Figure 2 Source: Company Data, Eclectic Research Estimates
At the same time, we have incorporated 3% YoY sales growth (on constant currency basis) from the hardware segment for the fourth quarter, taking into account slightly lower share YoY. The industry sales for gaming consoles were up 10% YoY in November, attributed to new game releases and bundle offers. Following this, we had to assume lower growth for December due to lack of new game releases to boost sales of bundled and standalone consoles.
Lower Software Sales May Be A Headwind For Margins
For the fourth quarter, we expect modest expansion in gross margins by 60 bps and estimate gross profit dollars to be up 1.7% YoY. We estimate YoY lower gross profit dollars in company's "core gaming" business overall and for the used business as well. The figure below illustrates our forecast for gross margins.
Figure 3 Source: Company Data, Eclectic Research Estimates
Game Stop guides fourth quarter EPS to fall likely in the range of $2.12 to $2.32, translating into YoY growth of -1% to 6%, versus our expectation towards the lower end at $2.18. Assuming mix of weaker software and stronger hardware sales, our estimates suggest that EPS could be impacted by almost 5 cents for Q4. For perspective, our estimates suggest that every 1% decline in software sales would adversely impact EPS by 2 cents. The figure below illustrates our forecast for quarterly EPS.
Figure 4 Source: Company Data, Eclectic Research Estimates
The following is an excerpt of the financial performance of GameStop Corp. All the figures below are given in $ million except for percentages.

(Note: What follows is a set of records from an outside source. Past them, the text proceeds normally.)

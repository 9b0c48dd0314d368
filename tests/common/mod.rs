#![allow(dead_code)]

use chrono::{NaiveDate, NaiveDateTime};
use sentidash::adapters::file_config_adapter::FileConfigAdapter;
use sentidash::domain::config::DashboardConfig;
use sentidash::domain::dataset::Dataset;
use sentidash::domain::error::DashboardError;
use sentidash::domain::sentiment::SentimentObservation;
use sentidash::domain::trade::{RawTrade, Side};
use sentidash::ports::data_port::DataPort;
use std::fs;
use std::path::PathBuf;
use tempfile::TempDir;

/// Five readings over six days; 2024-01-04 is missing and forward-fills from the 3rd.
pub const SENTIMENT_CSV: &str = "timestamp,value,classification,date\n\
    1704067200,20,Extreme Fear,2024-01-01\n\
    1704153600,35,Fear,2024-01-02\n\
    1704240000,50,Neutral,2024-01-03\n\
    1704412800,65,Greed,2024-01-05\n\
    1704499200,85,Extreme Greed,2024-01-06\n";

pub const TOTAL_TRADES: usize = 24;
pub const TOTAL_NET_PNL: f64 = 947.25;
pub const WINNING_TRADES: usize = 12;

const HOURS: [u32; 4] = [2, 9, 15, 21];
const PNLS: [f64; 6] = [120.0, -45.5, 0.0, 310.25, -80.0, 15.0];

/// Four trades a day over 2024-01-01..=06 plus one ledger row before the
/// sentiment history starts. Every fee is 0.5.
pub fn trades_csv() -> String {
    let mut csv = String::from(
        "Account,Coin,Execution Price,Size Tokens,Size USD,Side,Timestamp IST,Closed PnL,Fee\n",
    );
    csv.push_str("0xacc0,BTC,42000,0.01,50,BUY,31-12-2023 12:00,10,0.5\n");
    for day in 1..=6usize {
        for (k, hour) in HOURS.iter().enumerate() {
            let i = (day - 1) * 4 + k;
            let side = if i % 2 == 0 { "BUY" } else { "SELL" };
            let pnl = PNLS[i % PNLS.len()] * if day % 2 == 0 { 1.0 } else { 0.5 };
            let size = 100 + 25 * i;
            csv.push_str(&format!(
                "0xacc{},BTC,42000,0.01,{},{},{:02}-01-2024 {:02}:15,{},0.5\n",
                k % 2,
                size,
                side,
                day,
                hour,
                pnl
            ));
        }
    }
    csv
}

/// CSV inputs and an INI file pointing at them, in a temp directory.
pub struct Fixture {
    pub dir: TempDir,
    pub config_path: PathBuf,
    pub trades_path: PathBuf,
    pub sentiment_path: PathBuf,
}

impl Fixture {
    pub fn new() -> Self {
        Self::with_extra_config("")
    }

    pub fn with_extra_config(extra: &str) -> Self {
        let dir = TempDir::new().unwrap();
        let trades_path = dir.path().join("historical_data.csv");
        let sentiment_path = dir.path().join("fear_greed_index.csv");
        fs::write(&trades_path, trades_csv()).unwrap();
        fs::write(&sentiment_path, SENTIMENT_CSV).unwrap();

        let config_path = dir.path().join("sentidash.ini");
        let ini = format!(
            "[data]\ntrades_csv = {}\nsentiment_csv = {}\n\n[analysis]\nrolling_window = 3\n\n[logging]\nfilter = warn\n{}\n",
            trades_path.display(),
            sentiment_path.display(),
            extra
        );
        fs::write(&config_path, ini).unwrap();

        Self {
            dir,
            config_path,
            trades_path,
            sentiment_path,
        }
    }

    pub fn config(&self) -> DashboardConfig {
        let adapter = FileConfigAdapter::from_file(&self.config_path).unwrap();
        DashboardConfig::from_port(&adapter).unwrap()
    }
}

pub fn date(y: i32, m: u32, d: u32) -> NaiveDate {
    NaiveDate::from_ymd_opt(y, m, d).unwrap()
}

pub fn observation(day: NaiveDate, value: f64, classification: &str) -> SentimentObservation {
    SentimentObservation {
        date: day,
        value,
        classification: classification.to_string(),
    }
}

pub fn raw_trade(timestamp: &str, side: Side, size: f64, pnl: f64, fee: f64) -> RawTrade {
    RawTrade {
        timestamp: NaiveDateTime::parse_from_str(timestamp, "%Y-%m-%d %H:%M").unwrap(),
        account: "0xacc".to_string(),
        coin: Some("BTC".to_string()),
        side: Some(side),
        size_usd: Some(size),
        closed_pnl: Some(pnl),
        fee: Some(fee),
    }
}

/// In-memory data source.
pub struct MockDataPort {
    pub sentiment: Vec<SentimentObservation>,
    pub trades: Vec<RawTrade>,
    pub error: Option<String>,
}

impl MockDataPort {
    pub fn new() -> Self {
        Self {
            sentiment: Vec::new(),
            trades: Vec::new(),
            error: None,
        }
    }

    pub fn with_sentiment(mut self, sentiment: Vec<SentimentObservation>) -> Self {
        self.sentiment = sentiment;
        self
    }

    pub fn with_trades(mut self, trades: Vec<RawTrade>) -> Self {
        self.trades = trades;
        self
    }

    pub fn with_error(mut self, reason: &str) -> Self {
        self.error = Some(reason.to_string());
        self
    }

    /// Three days of sentiment and eight trades across both sides.
    pub fn sample() -> Self {
        Self::new()
            .with_sentiment(vec![
                observation(date(2024, 3, 1), 22.0, "Extreme Fear"),
                observation(date(2024, 3, 2), 48.0, "Neutral"),
                observation(date(2024, 3, 3), 77.0, "Extreme Greed"),
            ])
            .with_trades(vec![
                raw_trade("2024-03-01 03:00", Side::Buy, 500.0, 40.0, 1.0),
                raw_trade("2024-03-01 11:00", Side::Sell, 250.0, -15.0, 0.5),
                raw_trade("2024-03-02 17:30", Side::Buy, 800.0, 22.0, 1.5),
                raw_trade("2024-03-02 20:00", Side::Sell, 300.0, -60.0, 0.5),
                raw_trade("2024-03-03 01:15", Side::Buy, 1200.0, 140.0, 2.0),
                raw_trade("2024-03-03 09:45", Side::Sell, 450.0, 5.0, 0.25),
                raw_trade("2024-03-03 14:00", Side::Buy, 650.0, -30.0, 1.0),
                raw_trade("2024-03-03 22:30", Side::Sell, 900.0, 75.0, 1.5),
            ])
    }
}

impl DataPort for MockDataPort {
    fn load_sentiment(&self) -> Result<Vec<SentimentObservation>, DashboardError> {
        if let Some(reason) = &self.error {
            return Err(DashboardError::Csv {
                file: "mock".to_string(),
                reason: reason.clone(),
            });
        }
        Ok(self.sentiment.clone())
    }

    fn load_trades(&self) -> Result<Vec<RawTrade>, DashboardError> {
        Ok(self.trades.clone())
    }
}

pub fn sample_dataset() -> Dataset {
    MockDataPort::sample().load_dataset().unwrap()
}
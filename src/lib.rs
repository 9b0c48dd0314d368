//! sentidash: market sentiment vs trader performance dashboard.
//!
//! Hexagonal architecture: domain logic in [`domain`], port traits in [`ports`],
//! concrete implementations in [`adapters`].

pub mod adapters;
pub mod cli;
pub mod domain;
pub mod logging;
pub mod ports;
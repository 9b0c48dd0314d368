//! The joined, immutable in-memory table the dashboard works from.

use chrono::NaiveDate;
use std::collections::BTreeMap;

use super::sentiment::SentimentObservation;
use super::trade::{RawTrade, TradeRecord};

#[derive(Debug, Clone, Default)]
pub struct Dataset {
    /// Sentiment readings sorted by date.
    pub sentiment: Vec<SentimentObservation>,
    /// Joined trades in ledger order.
    pub trades: Vec<TradeRecord>,
    /// Ledger rows read before joining.
    pub raw_trade_count: usize,
}

impl Dataset {
    /// Join each trade to the latest sentiment reading on or before its date.
    ///
    /// Trades dated before the first reading cannot be filled and are dropped.
    /// When a date carries more than one reading the last one read wins.
    pub fn join(mut sentiment: Vec<SentimentObservation>, raw_trades: Vec<RawTrade>) -> Self {
        sentiment.sort_by_key(|o| o.date);

        let by_date: BTreeMap<NaiveDate, &SentimentObservation> =
            sentiment.iter().map(|o| (o.date, o)).collect();

        let raw_trade_count = raw_trades.len();
        let trades: Vec<TradeRecord> = raw_trades
            .into_iter()
            .filter_map(|raw| {
                let date = raw.timestamp.date();
                by_date
                    .range(..=date)
                    .next_back()
                    .map(|(_, obs)| TradeRecord::enrich(raw, obs))
            })
            .collect();

        Self {
            sentiment,
            trades,
            raw_trade_count,
        }
    }

    pub fn dropped_trade_count(&self) -> usize {
        self.raw_trade_count - self.trades.len()
    }

    /// First and last trade date.
    pub fn date_bounds(&self) -> Option<(NaiveDate, NaiveDate)> {
        let min = self.trades.iter().map(|t| t.date).min()?;
        let max = self.trades.iter().map(|t| t.date).max()?;
        Some((min, max))
    }

    pub fn is_empty(&self) -> bool {
        self.trades.is_empty()
    }
}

Figure 5 Source: Company Data, Eclectic Research Estimates
In order to derive financial valuation, we have taken into account the above-mentioned factors and extrapolated recent past averages to forecast future trends. The table below summarizes the key assumptions for projections till 2020.
Figure 6 Source: Company Data, Eclectic Research Estimates
The calculations for WACC are illustrated in the table below:
Figure 7 Source: Company Data, Eclectic Research Estimates
With regard to capital structure, the company has only 10.91% debt based on Market Value. When channeled through the discounted cash flow (DCF) valuation method, assuming terminal free cash flow to firm (FCFF) growth of 2%, the enterprise value turns out to be $3.66 billion. Taking into account long-term debt of $355.7 million, the equity value turns out to be $3.3 billion. Assuming 104.67 million outstanding shares, the intrinsic value of stock is estimated to be $32 per share.
Disclosure: I/we have no positions in any stocks mentioned, and no plans to initiate any positions within the next 72 hours.
I wrote this article myself, and it expresses my own opinions. I am not receiving compensation for it (other than from Seeking Alpha). I have no business relationship with any company whose stock is mentioned in this article.